> WORK ORDER
Repeat the entries below exactly. Begin with the first line and end with the line that contains "use std::path::Path;".

(SOURCE DATA)

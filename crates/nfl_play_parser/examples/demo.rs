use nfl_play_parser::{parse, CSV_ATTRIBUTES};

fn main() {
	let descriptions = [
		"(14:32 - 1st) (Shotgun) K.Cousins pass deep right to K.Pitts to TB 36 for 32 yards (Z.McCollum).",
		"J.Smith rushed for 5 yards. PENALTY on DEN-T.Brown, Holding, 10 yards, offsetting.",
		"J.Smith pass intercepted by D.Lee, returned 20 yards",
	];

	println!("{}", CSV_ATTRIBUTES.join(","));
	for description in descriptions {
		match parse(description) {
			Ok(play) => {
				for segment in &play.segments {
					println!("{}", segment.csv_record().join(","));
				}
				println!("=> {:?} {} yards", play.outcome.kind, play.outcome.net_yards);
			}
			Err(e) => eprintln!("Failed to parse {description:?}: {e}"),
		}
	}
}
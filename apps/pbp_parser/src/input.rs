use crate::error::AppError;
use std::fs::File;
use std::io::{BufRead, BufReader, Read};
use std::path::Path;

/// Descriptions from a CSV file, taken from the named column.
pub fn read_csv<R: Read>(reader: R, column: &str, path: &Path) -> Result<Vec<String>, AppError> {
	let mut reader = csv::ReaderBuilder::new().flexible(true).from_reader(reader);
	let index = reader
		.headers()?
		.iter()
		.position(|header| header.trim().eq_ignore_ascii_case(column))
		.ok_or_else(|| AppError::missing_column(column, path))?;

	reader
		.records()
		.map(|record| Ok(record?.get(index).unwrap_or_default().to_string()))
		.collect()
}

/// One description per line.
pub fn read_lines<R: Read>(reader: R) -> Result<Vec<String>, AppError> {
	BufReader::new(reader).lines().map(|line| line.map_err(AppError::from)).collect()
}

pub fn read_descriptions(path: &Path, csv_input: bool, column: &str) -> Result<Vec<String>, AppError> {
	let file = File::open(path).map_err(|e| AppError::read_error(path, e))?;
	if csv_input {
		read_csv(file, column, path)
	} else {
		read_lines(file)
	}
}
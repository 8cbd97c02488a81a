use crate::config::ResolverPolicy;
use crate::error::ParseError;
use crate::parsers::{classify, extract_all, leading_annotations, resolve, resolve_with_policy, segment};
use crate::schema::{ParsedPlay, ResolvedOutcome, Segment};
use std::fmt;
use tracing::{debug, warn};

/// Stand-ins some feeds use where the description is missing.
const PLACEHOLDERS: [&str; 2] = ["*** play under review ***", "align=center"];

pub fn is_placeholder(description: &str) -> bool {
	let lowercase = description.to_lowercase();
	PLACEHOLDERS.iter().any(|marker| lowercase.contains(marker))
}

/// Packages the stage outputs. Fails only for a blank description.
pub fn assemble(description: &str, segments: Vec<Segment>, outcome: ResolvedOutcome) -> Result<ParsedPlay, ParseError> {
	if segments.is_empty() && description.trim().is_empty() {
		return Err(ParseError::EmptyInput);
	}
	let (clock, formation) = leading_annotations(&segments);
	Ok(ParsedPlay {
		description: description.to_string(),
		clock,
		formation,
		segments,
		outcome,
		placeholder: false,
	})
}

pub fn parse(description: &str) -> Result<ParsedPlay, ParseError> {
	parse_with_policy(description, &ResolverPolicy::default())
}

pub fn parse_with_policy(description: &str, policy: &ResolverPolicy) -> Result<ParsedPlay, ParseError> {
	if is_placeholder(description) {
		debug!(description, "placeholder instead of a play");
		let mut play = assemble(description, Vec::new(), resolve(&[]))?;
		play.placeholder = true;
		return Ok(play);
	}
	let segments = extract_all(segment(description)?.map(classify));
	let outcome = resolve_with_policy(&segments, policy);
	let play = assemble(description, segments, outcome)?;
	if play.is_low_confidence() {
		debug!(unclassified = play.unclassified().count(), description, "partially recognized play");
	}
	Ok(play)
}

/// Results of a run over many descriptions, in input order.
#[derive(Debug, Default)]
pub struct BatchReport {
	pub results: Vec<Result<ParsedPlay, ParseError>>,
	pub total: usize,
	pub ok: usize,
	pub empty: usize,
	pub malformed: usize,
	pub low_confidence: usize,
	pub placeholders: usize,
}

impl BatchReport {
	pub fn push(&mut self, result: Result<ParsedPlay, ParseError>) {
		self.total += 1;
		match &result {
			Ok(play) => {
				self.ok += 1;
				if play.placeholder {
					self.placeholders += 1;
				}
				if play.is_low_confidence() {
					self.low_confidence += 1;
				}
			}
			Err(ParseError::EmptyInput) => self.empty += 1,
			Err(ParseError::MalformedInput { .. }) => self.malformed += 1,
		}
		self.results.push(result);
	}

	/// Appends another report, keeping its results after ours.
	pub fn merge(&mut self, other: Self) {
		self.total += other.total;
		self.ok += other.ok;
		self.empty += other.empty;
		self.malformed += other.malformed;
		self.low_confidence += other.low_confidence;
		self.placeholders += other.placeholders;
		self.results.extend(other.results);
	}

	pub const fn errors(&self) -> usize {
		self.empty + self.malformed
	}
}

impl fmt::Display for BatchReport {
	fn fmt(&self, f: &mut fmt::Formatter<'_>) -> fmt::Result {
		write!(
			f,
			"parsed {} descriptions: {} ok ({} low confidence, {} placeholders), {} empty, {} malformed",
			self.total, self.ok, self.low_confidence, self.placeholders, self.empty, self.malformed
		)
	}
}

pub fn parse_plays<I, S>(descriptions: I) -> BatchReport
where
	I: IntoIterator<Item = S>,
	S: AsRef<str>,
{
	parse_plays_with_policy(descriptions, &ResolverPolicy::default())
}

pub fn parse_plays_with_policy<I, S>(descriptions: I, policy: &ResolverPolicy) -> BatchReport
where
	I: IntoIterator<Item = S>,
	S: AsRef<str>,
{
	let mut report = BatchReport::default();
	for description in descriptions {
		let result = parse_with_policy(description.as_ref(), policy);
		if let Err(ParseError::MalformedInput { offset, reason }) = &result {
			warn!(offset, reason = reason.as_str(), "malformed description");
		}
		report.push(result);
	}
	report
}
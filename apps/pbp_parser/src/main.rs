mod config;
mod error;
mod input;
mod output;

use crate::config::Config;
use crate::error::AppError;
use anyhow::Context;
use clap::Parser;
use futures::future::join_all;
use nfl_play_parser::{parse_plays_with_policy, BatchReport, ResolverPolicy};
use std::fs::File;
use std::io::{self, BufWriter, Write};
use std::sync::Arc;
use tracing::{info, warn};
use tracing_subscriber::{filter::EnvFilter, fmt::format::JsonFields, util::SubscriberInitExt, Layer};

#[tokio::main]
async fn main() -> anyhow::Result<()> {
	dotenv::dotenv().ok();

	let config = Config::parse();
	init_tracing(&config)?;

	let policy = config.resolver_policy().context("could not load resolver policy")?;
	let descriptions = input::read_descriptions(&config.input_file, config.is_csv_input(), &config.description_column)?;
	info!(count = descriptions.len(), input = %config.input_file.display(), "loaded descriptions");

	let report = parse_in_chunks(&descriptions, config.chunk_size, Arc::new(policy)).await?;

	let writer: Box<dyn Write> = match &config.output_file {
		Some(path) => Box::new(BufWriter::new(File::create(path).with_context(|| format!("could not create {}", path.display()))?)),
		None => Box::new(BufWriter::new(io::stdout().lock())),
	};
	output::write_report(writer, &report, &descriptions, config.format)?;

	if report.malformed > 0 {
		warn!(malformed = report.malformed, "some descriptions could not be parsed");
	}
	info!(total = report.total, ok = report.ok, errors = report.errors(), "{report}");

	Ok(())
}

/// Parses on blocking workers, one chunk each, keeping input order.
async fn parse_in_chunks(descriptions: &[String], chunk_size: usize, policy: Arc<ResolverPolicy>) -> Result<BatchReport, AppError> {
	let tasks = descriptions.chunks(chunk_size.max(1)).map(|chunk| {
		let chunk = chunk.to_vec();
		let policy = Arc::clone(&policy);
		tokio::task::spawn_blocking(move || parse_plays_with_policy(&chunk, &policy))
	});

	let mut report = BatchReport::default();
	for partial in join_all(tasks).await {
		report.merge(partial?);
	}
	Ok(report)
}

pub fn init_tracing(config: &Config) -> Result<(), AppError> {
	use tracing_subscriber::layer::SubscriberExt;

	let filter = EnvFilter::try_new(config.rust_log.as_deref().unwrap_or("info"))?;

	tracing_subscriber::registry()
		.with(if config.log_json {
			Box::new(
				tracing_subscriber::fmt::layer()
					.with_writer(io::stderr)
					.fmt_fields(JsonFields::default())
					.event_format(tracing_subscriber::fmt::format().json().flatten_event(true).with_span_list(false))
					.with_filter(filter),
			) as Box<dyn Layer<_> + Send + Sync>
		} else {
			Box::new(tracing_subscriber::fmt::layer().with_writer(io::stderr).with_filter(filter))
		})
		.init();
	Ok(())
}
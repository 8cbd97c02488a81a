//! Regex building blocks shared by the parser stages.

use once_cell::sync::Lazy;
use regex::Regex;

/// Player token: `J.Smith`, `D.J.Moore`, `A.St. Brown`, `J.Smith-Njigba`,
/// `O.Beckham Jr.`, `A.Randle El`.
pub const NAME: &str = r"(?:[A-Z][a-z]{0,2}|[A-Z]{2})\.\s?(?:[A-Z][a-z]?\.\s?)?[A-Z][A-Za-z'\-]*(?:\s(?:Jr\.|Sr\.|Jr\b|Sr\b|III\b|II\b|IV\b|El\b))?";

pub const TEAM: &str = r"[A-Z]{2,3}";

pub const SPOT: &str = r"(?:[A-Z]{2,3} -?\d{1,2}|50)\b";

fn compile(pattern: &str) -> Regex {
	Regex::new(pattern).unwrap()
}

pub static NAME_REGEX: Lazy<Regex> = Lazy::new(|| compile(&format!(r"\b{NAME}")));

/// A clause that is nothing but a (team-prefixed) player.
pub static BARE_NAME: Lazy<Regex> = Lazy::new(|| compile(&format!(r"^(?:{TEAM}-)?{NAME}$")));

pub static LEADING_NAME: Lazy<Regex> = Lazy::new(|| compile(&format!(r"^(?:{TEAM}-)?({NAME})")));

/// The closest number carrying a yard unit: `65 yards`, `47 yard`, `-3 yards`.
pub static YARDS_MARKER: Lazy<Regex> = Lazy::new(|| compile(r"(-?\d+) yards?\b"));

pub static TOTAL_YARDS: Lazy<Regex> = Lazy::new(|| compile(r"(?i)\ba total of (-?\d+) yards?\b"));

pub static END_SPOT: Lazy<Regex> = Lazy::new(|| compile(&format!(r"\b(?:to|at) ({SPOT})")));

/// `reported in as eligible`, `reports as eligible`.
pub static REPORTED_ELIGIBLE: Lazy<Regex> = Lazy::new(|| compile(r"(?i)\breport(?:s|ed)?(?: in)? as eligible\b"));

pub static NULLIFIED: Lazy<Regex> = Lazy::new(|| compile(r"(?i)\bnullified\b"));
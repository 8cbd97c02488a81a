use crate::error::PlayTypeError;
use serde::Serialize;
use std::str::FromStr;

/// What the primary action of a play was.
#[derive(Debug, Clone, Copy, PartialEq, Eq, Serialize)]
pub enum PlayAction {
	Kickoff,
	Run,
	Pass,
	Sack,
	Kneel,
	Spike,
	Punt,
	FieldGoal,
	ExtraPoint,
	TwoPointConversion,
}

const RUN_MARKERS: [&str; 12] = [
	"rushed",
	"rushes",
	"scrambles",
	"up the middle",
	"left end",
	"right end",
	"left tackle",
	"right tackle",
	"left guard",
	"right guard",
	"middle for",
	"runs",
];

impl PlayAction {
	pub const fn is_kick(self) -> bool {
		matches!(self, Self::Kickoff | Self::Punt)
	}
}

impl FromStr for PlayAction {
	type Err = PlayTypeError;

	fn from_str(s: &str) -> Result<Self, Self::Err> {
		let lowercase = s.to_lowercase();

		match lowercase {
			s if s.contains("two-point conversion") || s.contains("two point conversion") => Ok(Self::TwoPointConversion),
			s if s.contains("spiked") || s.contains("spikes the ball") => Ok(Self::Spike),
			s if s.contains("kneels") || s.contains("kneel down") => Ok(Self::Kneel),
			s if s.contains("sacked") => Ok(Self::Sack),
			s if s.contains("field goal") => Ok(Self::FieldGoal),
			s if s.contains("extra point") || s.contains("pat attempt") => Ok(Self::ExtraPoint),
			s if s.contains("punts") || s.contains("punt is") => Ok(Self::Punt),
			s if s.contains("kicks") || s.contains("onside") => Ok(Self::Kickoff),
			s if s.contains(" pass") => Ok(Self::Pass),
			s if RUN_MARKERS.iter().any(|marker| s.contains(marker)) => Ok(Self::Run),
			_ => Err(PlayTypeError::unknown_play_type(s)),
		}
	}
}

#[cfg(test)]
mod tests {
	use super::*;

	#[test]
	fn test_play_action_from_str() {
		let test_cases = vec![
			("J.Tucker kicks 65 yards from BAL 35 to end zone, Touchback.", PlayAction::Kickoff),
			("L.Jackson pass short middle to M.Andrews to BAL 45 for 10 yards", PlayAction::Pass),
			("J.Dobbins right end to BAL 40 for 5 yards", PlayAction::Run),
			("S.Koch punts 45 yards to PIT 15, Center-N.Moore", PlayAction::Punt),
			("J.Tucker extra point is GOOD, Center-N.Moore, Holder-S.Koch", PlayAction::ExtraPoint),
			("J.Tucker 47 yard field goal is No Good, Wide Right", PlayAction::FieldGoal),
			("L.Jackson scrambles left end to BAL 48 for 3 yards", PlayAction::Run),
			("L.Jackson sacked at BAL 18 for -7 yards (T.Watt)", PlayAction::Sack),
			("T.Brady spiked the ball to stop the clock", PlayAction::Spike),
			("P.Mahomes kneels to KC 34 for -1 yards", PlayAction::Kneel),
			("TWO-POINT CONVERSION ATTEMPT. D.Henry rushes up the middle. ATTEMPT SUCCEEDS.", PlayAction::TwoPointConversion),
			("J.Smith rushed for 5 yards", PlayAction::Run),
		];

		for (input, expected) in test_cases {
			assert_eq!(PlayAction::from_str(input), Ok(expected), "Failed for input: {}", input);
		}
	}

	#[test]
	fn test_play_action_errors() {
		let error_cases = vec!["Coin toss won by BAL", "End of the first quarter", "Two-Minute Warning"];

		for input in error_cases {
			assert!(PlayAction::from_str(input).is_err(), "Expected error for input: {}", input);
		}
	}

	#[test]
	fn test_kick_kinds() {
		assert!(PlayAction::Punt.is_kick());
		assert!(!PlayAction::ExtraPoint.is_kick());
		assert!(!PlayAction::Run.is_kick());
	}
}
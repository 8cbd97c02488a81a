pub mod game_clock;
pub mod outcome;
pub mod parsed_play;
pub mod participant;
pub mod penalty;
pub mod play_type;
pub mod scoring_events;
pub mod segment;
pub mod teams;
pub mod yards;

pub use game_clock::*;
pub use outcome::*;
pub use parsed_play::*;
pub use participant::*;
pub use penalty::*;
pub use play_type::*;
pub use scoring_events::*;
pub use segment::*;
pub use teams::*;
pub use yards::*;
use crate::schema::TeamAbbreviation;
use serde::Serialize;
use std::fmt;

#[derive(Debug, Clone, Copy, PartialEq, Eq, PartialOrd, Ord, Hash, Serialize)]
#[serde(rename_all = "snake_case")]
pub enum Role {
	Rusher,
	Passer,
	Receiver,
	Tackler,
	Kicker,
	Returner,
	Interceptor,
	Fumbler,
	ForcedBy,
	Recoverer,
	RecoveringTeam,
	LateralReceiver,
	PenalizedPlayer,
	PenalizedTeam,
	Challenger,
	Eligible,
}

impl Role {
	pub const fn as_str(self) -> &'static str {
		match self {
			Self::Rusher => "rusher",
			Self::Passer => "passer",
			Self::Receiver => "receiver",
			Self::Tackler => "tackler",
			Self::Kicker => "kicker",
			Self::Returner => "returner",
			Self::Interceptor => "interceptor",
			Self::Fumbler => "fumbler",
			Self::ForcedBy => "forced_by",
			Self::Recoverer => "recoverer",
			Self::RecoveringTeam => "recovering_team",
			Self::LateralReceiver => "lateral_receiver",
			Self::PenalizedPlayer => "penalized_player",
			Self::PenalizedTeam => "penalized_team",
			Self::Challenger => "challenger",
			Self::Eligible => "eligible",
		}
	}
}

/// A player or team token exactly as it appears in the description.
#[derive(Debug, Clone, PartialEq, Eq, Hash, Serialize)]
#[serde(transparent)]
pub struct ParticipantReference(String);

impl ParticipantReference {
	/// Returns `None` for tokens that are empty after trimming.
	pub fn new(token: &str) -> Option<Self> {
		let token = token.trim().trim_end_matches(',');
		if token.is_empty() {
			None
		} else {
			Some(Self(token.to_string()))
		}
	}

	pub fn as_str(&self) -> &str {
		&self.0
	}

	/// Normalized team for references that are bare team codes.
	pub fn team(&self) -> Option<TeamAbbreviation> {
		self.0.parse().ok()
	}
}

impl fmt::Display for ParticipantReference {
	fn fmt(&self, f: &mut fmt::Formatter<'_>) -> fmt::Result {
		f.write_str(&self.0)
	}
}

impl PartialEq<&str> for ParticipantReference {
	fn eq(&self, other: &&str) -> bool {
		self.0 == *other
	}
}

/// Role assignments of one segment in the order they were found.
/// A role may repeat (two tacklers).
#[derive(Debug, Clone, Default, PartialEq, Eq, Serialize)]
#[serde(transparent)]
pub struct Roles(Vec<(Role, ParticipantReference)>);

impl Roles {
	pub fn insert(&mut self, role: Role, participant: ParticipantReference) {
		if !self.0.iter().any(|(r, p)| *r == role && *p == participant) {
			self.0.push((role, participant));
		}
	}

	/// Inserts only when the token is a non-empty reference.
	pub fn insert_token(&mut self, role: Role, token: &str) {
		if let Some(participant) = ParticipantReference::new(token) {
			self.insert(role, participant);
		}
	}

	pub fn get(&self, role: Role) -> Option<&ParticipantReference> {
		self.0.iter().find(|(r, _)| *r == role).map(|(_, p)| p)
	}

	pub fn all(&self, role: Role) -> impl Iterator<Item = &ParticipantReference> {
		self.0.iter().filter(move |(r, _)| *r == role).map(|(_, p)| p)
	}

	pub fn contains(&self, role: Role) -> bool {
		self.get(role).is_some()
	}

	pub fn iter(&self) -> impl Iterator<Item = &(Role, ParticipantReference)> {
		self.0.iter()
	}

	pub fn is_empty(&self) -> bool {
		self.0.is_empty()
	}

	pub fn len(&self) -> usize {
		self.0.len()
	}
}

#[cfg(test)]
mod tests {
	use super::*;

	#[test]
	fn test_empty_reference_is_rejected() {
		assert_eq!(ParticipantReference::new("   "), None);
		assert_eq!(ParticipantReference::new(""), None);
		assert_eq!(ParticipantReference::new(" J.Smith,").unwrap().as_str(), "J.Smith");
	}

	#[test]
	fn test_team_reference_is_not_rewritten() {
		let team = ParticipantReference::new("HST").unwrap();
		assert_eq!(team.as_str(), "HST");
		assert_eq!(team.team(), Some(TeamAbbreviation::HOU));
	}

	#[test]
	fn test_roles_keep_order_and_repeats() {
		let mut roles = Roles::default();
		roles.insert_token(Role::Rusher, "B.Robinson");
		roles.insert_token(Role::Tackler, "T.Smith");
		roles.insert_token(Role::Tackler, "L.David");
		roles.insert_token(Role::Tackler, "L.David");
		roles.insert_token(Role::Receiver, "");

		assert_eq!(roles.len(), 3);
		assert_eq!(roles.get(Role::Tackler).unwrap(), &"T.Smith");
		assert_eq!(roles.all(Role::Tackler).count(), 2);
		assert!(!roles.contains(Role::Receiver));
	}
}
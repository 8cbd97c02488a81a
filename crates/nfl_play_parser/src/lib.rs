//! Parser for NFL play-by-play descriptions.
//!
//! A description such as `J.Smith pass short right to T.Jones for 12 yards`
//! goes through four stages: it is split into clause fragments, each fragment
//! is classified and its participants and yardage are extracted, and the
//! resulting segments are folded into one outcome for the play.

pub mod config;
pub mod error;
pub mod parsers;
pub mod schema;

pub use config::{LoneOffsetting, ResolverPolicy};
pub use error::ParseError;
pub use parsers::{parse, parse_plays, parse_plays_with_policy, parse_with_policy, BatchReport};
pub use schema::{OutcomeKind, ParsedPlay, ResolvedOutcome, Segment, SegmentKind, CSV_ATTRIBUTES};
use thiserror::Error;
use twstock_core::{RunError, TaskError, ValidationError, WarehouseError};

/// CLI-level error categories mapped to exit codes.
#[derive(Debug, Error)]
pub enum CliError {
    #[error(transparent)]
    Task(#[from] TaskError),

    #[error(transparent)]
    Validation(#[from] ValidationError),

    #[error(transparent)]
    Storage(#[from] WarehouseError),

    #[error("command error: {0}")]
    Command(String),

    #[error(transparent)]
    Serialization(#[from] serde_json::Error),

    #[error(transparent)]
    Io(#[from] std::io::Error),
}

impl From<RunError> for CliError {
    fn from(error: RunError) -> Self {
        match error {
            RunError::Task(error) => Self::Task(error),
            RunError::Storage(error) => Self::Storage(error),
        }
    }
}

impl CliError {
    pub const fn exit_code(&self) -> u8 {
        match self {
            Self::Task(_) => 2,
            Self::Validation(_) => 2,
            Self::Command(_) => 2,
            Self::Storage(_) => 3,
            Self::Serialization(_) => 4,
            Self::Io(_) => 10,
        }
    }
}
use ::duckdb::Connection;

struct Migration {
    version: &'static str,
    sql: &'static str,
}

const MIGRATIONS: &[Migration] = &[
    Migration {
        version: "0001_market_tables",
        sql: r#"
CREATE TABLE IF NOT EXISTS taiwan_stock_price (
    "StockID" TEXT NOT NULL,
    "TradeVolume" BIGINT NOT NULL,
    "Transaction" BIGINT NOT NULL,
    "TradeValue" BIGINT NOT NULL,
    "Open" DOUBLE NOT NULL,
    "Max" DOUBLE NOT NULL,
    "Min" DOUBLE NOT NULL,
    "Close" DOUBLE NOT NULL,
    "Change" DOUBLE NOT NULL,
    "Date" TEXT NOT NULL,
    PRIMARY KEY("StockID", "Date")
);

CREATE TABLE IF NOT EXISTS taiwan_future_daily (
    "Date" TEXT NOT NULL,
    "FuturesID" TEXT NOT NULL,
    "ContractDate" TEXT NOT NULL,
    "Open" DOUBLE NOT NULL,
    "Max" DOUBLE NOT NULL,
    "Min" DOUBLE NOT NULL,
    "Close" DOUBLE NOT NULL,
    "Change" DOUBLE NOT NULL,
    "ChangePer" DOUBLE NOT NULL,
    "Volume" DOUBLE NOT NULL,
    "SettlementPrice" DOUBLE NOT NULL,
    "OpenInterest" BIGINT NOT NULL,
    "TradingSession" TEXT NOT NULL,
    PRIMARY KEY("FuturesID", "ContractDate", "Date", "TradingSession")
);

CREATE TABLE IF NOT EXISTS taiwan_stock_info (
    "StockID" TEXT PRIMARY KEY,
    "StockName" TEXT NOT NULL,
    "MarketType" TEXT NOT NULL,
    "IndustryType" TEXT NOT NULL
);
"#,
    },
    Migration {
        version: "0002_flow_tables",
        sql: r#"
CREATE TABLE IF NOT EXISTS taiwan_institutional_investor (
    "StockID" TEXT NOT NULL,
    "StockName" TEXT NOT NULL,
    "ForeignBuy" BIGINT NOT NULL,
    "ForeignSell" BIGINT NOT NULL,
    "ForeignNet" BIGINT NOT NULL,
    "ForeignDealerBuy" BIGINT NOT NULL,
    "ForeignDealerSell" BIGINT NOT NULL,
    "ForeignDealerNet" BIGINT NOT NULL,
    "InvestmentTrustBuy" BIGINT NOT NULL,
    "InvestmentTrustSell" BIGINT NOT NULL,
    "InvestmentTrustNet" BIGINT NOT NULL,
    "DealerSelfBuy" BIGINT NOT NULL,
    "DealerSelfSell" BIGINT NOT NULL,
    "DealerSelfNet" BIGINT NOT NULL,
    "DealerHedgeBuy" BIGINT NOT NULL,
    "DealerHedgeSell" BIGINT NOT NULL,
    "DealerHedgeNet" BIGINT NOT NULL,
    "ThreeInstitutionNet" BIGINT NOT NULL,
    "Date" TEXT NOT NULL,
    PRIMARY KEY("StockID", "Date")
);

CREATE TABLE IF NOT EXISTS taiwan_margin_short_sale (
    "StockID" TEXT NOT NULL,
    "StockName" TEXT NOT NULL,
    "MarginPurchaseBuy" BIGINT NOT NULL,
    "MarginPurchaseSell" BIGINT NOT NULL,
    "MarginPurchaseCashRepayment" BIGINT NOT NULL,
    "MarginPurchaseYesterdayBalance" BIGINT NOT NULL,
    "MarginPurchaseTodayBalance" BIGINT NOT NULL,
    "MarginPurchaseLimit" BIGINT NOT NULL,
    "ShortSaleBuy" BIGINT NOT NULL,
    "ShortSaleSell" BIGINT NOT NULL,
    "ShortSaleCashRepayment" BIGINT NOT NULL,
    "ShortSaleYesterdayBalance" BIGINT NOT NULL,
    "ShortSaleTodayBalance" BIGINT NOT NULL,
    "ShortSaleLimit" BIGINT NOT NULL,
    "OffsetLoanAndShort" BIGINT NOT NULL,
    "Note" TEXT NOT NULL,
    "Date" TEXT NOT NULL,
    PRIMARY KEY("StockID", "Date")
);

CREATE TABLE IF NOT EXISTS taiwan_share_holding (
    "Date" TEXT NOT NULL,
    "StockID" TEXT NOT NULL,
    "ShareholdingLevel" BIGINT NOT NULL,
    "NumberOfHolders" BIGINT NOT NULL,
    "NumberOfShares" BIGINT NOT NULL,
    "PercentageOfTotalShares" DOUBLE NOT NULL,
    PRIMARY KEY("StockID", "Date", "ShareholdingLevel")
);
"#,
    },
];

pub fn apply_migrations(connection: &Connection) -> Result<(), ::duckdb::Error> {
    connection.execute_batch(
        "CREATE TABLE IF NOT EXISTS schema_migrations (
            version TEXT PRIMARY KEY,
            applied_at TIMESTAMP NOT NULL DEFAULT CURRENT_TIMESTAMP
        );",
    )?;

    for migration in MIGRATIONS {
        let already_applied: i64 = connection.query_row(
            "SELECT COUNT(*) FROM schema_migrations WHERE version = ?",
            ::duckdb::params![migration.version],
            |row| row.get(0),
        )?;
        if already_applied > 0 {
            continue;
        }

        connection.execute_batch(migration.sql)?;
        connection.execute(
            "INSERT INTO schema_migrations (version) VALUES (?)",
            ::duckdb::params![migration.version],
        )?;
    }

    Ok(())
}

(End SOURCE DATA)

> WRITTEN ANSWER
filename crates/nfl_play_parser/examples/demo.rs
use nfl_play_parser::{parse, CSV_ATTRIBUTES};

fn main() {
	let descriptions = [
		"(14:32 - 1st) (Shotgun) K.Cousins pass deep right to K.Pitts to TB 36 for 32 yards (Z.McCollum).",
		"J.Smith rushed for 5 yards. PENALTY on DEN-T.Brown, Holding, 10 yards, offsetting.",
		"J.Smith pass intercepted by D.Lee, returned 20 yards",
	];

	println!("{}", CSV_ATTRIBUTES.join(","));
	for description in descriptions {
		match parse(description) {
			Ok(play) => {
				for segment in &play.segments {
					println!("{}", segment.csv_record().join(","));
				}
				println!("=> {:?} {} yards", play.outcome.kind, play.outcome.net_yards);
			}
			Err(e) => eprintln!("Failed to parse {description:?}: {e}"),
		}
	}
}
filename apps/pbp_parser/src/input.rs
use crate::error::AppError;
use std::fs::File;
use std::io::{BufRead, BufReader, Read};
use std::path::Path;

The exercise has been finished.